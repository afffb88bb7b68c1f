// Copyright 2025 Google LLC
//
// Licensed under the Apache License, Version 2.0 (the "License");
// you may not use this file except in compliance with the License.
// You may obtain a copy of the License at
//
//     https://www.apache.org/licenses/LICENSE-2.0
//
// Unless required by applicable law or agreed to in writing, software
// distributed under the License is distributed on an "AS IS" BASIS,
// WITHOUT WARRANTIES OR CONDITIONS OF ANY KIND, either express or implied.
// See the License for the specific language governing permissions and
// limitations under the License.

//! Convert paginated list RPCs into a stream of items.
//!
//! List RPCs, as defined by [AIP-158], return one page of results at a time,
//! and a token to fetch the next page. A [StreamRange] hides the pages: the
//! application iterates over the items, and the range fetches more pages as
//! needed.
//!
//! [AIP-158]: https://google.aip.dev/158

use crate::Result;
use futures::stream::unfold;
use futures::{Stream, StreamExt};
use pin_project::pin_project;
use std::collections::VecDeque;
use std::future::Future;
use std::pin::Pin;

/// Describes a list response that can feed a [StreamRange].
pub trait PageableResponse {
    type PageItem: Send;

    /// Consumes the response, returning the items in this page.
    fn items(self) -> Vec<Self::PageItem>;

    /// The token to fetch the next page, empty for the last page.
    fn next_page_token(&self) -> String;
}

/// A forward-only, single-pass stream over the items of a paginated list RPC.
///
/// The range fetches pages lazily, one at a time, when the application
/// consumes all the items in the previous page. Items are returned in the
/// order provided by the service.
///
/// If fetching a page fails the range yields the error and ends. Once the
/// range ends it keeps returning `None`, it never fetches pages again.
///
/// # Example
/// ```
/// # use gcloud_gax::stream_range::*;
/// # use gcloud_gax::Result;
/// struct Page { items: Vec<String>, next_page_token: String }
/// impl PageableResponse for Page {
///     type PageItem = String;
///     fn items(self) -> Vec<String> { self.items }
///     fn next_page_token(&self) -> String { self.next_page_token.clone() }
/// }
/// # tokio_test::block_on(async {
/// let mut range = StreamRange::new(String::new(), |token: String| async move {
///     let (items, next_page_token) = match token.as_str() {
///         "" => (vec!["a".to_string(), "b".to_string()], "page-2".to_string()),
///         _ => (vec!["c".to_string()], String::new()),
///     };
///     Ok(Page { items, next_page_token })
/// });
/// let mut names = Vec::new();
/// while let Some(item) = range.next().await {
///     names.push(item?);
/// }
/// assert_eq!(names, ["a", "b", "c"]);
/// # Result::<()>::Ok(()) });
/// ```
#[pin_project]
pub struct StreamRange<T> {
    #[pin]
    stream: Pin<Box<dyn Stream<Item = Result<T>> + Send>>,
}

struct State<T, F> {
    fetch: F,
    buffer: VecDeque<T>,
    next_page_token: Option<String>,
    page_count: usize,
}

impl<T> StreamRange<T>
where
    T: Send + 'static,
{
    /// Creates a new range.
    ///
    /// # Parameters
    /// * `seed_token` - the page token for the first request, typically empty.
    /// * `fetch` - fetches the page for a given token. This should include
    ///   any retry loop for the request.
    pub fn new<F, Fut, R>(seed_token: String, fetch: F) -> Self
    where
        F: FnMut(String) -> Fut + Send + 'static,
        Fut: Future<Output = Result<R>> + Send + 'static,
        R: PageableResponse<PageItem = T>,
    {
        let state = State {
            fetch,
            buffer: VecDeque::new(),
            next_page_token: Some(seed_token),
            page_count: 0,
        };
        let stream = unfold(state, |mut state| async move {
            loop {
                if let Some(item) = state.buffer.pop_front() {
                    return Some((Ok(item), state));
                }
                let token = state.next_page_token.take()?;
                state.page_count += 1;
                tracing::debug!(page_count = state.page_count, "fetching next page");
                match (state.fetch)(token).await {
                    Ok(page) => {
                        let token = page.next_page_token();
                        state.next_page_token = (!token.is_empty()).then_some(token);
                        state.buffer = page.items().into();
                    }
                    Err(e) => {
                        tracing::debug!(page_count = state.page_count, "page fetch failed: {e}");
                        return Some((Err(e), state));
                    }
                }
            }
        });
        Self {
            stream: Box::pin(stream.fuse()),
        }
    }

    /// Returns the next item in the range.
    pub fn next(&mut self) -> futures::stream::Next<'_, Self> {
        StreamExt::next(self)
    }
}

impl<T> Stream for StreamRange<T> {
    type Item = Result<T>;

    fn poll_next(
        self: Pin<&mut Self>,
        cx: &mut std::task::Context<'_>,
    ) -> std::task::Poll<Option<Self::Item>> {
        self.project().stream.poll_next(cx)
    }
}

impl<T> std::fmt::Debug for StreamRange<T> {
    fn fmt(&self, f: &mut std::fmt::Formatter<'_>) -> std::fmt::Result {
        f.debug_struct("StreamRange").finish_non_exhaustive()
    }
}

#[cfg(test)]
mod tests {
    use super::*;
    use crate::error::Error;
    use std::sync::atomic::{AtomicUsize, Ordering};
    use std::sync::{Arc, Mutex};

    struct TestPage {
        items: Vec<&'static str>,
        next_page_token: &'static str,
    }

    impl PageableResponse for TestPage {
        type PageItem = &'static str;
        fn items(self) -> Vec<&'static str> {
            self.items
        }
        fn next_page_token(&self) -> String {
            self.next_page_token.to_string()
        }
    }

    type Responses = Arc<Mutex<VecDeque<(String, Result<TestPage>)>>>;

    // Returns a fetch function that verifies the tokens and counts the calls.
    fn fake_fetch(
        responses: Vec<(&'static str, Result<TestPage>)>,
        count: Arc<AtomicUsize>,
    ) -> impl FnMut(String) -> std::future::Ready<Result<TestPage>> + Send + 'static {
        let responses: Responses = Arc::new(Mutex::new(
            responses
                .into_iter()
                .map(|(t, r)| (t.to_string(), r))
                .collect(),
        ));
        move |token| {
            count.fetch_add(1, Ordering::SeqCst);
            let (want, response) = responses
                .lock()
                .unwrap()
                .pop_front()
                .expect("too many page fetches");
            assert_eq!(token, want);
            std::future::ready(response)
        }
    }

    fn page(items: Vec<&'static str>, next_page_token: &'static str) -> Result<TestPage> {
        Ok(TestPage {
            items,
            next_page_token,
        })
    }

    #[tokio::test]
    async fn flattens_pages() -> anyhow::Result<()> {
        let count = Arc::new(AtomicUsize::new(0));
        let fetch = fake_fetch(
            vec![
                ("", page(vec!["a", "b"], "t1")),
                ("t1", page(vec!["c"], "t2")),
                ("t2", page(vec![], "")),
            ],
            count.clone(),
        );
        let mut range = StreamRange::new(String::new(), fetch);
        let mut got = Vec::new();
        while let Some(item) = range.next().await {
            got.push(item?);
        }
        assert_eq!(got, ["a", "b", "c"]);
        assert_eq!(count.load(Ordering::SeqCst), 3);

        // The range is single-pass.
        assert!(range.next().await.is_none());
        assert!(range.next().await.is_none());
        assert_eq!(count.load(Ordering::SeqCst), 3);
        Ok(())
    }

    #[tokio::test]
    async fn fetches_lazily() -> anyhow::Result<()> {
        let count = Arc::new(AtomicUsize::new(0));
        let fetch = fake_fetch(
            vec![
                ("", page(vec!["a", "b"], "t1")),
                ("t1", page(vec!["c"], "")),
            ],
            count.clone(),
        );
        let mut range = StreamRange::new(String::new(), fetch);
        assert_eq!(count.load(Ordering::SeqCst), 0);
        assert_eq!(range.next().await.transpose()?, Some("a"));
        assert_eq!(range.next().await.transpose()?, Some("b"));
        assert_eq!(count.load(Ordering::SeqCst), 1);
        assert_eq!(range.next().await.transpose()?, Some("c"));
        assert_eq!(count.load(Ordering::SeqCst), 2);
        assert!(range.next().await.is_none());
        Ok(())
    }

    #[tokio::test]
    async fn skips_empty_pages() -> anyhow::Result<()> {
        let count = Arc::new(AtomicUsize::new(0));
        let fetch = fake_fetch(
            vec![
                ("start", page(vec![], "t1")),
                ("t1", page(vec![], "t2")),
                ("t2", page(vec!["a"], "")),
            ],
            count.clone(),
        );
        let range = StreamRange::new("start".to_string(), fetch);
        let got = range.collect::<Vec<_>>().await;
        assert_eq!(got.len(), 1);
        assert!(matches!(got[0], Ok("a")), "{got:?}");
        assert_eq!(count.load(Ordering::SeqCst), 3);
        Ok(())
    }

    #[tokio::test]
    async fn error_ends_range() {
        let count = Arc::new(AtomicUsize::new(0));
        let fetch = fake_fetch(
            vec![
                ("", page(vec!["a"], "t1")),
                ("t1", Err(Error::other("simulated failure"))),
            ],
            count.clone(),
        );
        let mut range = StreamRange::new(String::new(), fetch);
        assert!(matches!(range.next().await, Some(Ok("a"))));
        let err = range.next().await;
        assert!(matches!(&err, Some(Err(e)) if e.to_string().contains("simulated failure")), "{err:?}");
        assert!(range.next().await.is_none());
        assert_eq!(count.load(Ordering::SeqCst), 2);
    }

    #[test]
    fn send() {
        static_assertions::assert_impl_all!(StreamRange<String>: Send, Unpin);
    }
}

============================================================

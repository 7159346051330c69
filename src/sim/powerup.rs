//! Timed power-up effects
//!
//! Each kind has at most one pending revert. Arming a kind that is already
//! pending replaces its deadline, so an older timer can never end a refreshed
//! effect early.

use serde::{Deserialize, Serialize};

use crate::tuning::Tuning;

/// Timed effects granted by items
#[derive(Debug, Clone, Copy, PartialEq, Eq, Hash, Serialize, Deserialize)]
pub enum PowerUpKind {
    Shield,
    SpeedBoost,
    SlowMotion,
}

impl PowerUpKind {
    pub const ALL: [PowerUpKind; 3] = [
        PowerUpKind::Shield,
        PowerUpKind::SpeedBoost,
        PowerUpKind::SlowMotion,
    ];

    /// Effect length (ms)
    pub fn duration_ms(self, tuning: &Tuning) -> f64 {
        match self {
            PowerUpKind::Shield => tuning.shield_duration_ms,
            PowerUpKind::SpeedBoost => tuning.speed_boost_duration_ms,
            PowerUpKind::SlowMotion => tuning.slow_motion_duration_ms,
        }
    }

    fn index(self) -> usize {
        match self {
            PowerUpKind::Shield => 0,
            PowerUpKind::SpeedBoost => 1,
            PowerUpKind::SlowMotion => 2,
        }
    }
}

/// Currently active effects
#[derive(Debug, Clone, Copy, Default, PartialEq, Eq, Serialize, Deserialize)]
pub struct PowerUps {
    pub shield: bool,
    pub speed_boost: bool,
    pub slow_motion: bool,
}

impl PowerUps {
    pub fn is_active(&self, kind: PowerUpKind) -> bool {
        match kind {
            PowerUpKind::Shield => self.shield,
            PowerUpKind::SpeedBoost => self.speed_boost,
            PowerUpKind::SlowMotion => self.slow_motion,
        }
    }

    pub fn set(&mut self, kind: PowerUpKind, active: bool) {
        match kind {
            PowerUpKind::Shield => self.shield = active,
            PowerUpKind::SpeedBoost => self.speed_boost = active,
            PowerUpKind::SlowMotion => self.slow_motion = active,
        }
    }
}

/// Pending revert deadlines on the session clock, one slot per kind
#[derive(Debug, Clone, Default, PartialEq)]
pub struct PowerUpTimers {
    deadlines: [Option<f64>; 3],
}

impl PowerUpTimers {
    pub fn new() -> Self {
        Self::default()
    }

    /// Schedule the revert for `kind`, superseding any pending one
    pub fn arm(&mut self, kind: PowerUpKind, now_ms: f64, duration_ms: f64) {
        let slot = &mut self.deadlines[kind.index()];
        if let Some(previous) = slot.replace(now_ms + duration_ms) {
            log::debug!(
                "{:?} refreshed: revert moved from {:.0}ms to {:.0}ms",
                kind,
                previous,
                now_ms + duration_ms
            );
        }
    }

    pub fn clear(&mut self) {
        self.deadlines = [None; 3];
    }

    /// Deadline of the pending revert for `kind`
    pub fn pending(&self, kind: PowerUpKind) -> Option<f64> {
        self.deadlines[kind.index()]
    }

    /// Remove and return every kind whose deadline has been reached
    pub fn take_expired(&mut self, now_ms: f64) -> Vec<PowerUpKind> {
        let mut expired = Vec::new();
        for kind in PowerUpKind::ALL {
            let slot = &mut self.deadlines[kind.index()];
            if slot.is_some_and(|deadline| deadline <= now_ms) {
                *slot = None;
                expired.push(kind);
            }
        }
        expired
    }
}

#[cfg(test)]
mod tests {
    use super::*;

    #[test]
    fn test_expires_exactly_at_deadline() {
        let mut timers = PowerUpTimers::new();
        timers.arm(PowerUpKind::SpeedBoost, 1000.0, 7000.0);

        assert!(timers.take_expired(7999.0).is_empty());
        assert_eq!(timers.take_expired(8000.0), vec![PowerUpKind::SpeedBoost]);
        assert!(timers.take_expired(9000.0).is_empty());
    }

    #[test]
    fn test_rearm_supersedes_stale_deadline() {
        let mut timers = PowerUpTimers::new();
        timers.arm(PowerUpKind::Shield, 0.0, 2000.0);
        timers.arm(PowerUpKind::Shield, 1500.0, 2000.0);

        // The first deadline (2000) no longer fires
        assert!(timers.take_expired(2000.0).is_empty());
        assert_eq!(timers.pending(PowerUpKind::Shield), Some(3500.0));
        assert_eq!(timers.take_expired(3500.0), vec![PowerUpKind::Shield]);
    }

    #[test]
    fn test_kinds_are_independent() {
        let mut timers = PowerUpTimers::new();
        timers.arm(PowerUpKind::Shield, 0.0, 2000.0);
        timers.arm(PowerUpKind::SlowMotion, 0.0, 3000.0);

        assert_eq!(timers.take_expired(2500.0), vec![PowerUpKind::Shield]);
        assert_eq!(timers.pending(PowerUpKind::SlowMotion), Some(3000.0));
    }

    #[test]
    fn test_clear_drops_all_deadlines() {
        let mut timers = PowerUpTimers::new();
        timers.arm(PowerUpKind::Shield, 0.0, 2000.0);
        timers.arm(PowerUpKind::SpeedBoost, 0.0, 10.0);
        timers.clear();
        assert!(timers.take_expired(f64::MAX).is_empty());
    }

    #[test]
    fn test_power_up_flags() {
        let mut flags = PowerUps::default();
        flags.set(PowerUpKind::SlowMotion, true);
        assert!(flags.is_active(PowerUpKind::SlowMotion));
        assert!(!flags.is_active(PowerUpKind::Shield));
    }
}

============================================================

_Task instructions_. Write out every line of the data that holds the word "tuning".

_Written response_.
use crate::tuning::Tuning;
    pub fn duration_ms(self, tuning: &Tuning) -> f64 {
            PowerUpKind::Shield => tuning.shield_duration_ms,
            PowerUpKind::SpeedBoost => tuning.speed_boost_duration_ms,
            PowerUpKind::SlowMotion => tuning.slow_motion_duration_ms,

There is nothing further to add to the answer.